Your goal =
Look through the records below and collect all lines that hold the string "ExpiryTimer".
[[ Entries provided, beginning ]]
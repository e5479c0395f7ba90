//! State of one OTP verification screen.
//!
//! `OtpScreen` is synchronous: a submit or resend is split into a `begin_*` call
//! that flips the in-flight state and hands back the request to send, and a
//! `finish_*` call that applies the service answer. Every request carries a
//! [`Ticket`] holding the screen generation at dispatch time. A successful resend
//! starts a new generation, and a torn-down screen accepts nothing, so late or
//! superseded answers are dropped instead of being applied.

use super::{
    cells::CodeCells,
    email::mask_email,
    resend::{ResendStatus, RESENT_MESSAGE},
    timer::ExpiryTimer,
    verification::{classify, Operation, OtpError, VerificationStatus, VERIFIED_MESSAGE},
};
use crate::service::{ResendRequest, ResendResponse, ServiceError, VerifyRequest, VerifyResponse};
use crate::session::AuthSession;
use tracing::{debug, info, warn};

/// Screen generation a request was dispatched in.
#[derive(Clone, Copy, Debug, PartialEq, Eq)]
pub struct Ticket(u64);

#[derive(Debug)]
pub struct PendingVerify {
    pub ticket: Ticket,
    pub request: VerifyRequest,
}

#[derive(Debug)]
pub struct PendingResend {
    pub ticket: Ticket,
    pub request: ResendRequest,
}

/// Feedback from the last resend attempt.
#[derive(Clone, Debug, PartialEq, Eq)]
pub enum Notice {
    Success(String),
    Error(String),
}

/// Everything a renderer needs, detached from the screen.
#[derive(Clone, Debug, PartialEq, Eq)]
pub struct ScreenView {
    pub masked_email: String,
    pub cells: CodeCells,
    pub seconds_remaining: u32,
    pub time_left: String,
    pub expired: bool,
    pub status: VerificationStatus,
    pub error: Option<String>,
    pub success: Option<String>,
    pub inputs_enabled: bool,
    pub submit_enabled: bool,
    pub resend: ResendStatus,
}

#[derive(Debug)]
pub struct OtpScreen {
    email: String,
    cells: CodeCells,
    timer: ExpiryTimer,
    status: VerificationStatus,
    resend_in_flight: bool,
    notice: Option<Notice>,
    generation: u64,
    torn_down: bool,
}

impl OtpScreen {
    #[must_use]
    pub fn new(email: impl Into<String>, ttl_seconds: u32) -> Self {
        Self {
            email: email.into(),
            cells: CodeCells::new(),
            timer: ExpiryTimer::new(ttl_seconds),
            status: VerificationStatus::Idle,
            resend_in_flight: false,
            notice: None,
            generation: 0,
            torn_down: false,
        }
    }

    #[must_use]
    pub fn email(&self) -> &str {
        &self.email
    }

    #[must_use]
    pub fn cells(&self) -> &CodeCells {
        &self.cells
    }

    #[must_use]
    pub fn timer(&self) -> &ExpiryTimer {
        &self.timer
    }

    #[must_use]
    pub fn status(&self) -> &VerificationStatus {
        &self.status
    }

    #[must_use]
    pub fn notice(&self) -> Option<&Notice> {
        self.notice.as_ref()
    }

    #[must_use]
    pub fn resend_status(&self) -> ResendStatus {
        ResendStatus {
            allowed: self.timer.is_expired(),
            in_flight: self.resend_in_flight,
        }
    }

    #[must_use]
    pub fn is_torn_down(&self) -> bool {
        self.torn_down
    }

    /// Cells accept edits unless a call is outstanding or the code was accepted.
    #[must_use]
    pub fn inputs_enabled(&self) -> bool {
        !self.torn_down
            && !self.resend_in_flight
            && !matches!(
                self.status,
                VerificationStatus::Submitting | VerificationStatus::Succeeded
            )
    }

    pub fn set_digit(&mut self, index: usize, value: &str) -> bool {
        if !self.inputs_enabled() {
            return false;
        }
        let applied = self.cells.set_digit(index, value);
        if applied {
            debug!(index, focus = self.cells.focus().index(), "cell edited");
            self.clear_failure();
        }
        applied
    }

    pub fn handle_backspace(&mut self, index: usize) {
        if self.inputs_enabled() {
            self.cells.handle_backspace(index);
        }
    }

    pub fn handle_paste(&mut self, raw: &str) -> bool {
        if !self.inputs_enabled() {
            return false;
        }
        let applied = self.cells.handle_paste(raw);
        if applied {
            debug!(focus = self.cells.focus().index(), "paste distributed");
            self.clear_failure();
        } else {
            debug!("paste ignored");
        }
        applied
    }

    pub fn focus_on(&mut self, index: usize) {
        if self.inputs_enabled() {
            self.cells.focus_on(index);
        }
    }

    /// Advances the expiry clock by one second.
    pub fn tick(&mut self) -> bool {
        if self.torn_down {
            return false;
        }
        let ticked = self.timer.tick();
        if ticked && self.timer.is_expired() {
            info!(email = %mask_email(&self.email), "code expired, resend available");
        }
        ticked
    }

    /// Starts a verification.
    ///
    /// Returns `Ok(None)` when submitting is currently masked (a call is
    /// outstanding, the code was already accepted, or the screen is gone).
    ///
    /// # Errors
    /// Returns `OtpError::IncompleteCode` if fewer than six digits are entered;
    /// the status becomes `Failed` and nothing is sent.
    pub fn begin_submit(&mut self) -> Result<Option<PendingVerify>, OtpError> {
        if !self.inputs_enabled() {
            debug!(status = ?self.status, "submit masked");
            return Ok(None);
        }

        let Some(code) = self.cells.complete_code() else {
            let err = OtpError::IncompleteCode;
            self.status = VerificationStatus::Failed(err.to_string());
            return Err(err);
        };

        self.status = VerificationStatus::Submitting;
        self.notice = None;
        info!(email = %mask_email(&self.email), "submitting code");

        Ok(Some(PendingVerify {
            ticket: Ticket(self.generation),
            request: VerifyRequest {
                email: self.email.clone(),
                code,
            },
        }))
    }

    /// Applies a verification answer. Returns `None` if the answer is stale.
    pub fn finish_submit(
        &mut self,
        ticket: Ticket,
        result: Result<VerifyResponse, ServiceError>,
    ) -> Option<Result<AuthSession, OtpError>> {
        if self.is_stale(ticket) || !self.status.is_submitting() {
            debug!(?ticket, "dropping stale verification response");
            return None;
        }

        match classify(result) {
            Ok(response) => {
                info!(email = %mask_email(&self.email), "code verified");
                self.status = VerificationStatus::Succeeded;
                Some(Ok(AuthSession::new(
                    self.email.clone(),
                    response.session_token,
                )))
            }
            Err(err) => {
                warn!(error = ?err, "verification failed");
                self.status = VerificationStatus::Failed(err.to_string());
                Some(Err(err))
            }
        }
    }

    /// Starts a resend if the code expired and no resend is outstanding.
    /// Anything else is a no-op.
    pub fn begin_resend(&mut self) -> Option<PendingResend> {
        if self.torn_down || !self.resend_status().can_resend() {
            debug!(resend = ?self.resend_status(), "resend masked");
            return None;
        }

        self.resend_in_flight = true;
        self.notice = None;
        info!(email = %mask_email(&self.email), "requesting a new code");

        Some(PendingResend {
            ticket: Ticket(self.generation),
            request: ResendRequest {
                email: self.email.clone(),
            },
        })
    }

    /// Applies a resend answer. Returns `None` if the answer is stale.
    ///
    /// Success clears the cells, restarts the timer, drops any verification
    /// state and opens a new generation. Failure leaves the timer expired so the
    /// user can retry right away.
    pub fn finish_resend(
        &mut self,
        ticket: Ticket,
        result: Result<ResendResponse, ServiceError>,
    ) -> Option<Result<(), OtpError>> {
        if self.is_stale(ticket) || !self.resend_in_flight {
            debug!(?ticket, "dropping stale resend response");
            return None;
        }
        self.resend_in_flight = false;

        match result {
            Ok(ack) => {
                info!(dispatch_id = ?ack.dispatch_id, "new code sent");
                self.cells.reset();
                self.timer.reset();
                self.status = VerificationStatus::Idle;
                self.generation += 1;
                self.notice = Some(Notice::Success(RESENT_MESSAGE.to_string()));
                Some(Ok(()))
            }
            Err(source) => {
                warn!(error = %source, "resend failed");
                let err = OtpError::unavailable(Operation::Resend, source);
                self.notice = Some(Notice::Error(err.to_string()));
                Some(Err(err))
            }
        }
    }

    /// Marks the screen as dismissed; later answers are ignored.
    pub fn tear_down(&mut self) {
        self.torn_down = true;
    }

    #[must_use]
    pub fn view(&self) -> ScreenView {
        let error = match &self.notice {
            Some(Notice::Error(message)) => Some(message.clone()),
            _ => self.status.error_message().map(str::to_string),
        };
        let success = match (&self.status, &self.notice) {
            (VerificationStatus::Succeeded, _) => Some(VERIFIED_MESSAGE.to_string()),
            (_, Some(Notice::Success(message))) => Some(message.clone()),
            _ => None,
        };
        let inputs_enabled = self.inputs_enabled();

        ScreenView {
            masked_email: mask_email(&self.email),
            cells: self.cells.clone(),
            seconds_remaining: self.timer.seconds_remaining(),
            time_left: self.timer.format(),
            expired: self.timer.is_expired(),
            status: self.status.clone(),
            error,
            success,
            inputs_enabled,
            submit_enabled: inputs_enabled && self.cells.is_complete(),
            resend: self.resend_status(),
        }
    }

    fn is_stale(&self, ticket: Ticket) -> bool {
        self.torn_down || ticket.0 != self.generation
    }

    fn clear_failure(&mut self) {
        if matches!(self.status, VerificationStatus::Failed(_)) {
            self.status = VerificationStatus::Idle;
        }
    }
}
[[ Entries provided, end ]]
Written response =
    timer::ExpiryTimer,
    timer: ExpiryTimer,
            timer: ExpiryTimer::new(ttl_seconds),
    pub fn timer(&self) -> &ExpiryTimer {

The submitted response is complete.